The Brazilian National Confederation of Transport and Logistics Workers (CNTTL) on Tuesday urged its 800,000 members to join the Feb. 1 strike led by the National Association of Autonomous Carriers of Brazil (ANTB). Later, the Federação Única dos Petroleiros (FUP) union said they also supported the move.

A similar national strike three years ago paralyzed Brazil and sent shockwaves across its economy. While it remains to be seen how widespread the industrial action will be, a major strike will deal a crushing blow to the Brazilian economy.

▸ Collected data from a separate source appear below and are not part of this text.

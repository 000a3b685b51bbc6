// Licensed to the Apache Software Foundation (ASF) under one
// or more contributor license agreements.  See the NOTICE file
// distributed with this work for additional information
// regarding copyright ownership.  The ASF licenses this file
// to you under the Apache License, Version 2.0 (the
// "License"); you may not use this file except in compliance
// with the License.  You may obtain a copy of the License at
//
//   http://www.apache.org/licenses/LICENSE-2.0
//
// Unless required by applicable law or agreed to in writing,
// software distributed under the License is distributed on an
// "AS IS" BASIS, WITHOUT WARRANTIES OR CONDITIONS OF ANY
// KIND, either express or implied.  See the License for the
// specific language governing permissions and limitations
// under the License.

//! Byte-level encoding shared by the sketch serializers.
//!
//! All multi-byte values are little-endian.

mod family;

pub(crate) use self::family::Family;

use std::io;
use std::io::Cursor;

use byteorder::LE;
use byteorder::ReadBytesExt;

/// Growable output buffer for a serialized sketch.
pub(crate) struct SketchBytes {
    bytes: Vec<u8>,
}

impl SketchBytes {
    pub fn with_capacity(capacity: usize) -> Self {
        Self {
            bytes: Vec::with_capacity(capacity),
        }
    }

    pub fn into_bytes(self) -> Vec<u8> {
        self.bytes
    }

    pub fn write(&mut self, buf: &[u8]) {
        self.bytes.extend_from_slice(buf);
    }

    pub fn write_u8(&mut self, n: u8) {
        self.bytes.push(n);
    }

    pub fn write_u16_le(&mut self, n: u16) {
        self.write(&n.to_le_bytes());
    }

    pub fn write_u32_le(&mut self, n: u32) {
        self.write(&n.to_le_bytes());
    }

    pub fn write_u64_le(&mut self, n: u64) {
        self.write(&n.to_le_bytes());
    }

    pub fn write_f64_le(&mut self, n: f64) {
        self.write(&n.to_le_bytes());
    }
}

/// Read cursor over a serialized sketch.
pub(crate) struct SketchSlice<'a> {
    slice: Cursor<&'a [u8]>,
}

impl<'a> SketchSlice<'a> {
    pub fn new(slice: &'a [u8]) -> Self {
        SketchSlice {
            slice: Cursor::new(slice),
        }
    }

    pub fn read_u8(&mut self) -> io::Result<u8> {
        self.slice.read_u8()
    }

    pub fn read_u16_le(&mut self) -> io::Result<u16> {
        self.slice.read_u16::<LE>()
    }

    pub fn read_u32_le(&mut self) -> io::Result<u32> {
        self.slice.read_u32::<LE>()
    }

    pub fn read_u64_le(&mut self) -> io::Result<u64> {
        self.slice.read_u64::<LE>()
    }

    pub fn read_f64_le(&mut self) -> io::Result<f64> {
        self.slice.read_f64::<LE>()
    }

    /// Fills `words` with consecutive little-endian u64 values.
    pub fn read_u64_words(&mut self, words: &mut [u64]) -> io::Result<()> {
        self.slice.read_u64_into::<LE>(words)
    }
}

#[cfg(test)]
mod tests {
    use super::*;

    #[test]
    fn test_write_then_read() {
        let mut bytes = SketchBytes::with_capacity(32);
        bytes.write_u8(3);
        bytes.write_u16_le(0xbeef);
        bytes.write_u32_le(9001);
        bytes.write_u64_le(u64::MAX - 1);
        bytes.write_f64_le(0.0001);
        let bytes = bytes.into_bytes();
        assert_eq!(bytes.len(), 1 + 2 + 4 + 8 + 8);
        assert_eq!(&bytes[1..3], &[0xef, 0xbe]);

        let mut slice = SketchSlice::new(&bytes);
        assert_eq!(slice.read_u8().unwrap(), 3);
        assert_eq!(slice.read_u16_le().unwrap(), 0xbeef);
        assert_eq!(slice.read_u32_le().unwrap(), 9001);
        assert_eq!(slice.read_u64_le().unwrap(), u64::MAX - 1);
        assert_eq!(slice.read_f64_le().unwrap(), 0.0001);
        assert!(slice.read_u8().is_err());
    }

    #[test]
    fn test_writes_are_little_endian() {
        let mut bytes = SketchBytes::with_capacity(14);
        bytes.write_u32_le(0x0102_0304);
        bytes.write_u64_le(1);
        bytes.write(&[0xaa, 0xbb]);
        assert_eq!(
            bytes.into_bytes(),
            [4, 3, 2, 1, 1, 0, 0, 0, 0, 0, 0, 0, 0xaa, 0xbb]
        );

        let mut bytes = SketchBytes::with_capacity(8);
        bytes.write_f64_le(-2.5);
        assert_eq!(bytes.into_bytes(), (-2.5f64).to_le_bytes());
    }

    #[test]
    fn test_read_words_truncated() {
        let mut bytes = SketchBytes::with_capacity(16);
        bytes.write_u64_le(1);
        bytes.write_u32_le(2);
        let bytes = bytes.into_bytes();

        let mut words = [0u64; 2];
        let mut slice = SketchSlice::new(&bytes);
        assert!(slice.read_u64_words(&mut words).is_err());
    }
}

Truck drivers are upset that the government-set minimum transport prices are too low. CNTTL spokesman Carlos Alberto Litti Dahmer slammed the government’s lack of support to improve the working conditions of truck drivers, and called on members of his group to join the movement. In a CNTTL statement, he said the minimum freight rates set by Brazil’s land transport agency ANTT were not sufficient for drivers to earn a living.

“We will cross our arms on the first of February,” the truck leader said, adding that the minimum freight price allowed to rise by only 2.51%, which is not enough to offset rising costs, including for replacing auto parts. “Minimum fare equals hunger.”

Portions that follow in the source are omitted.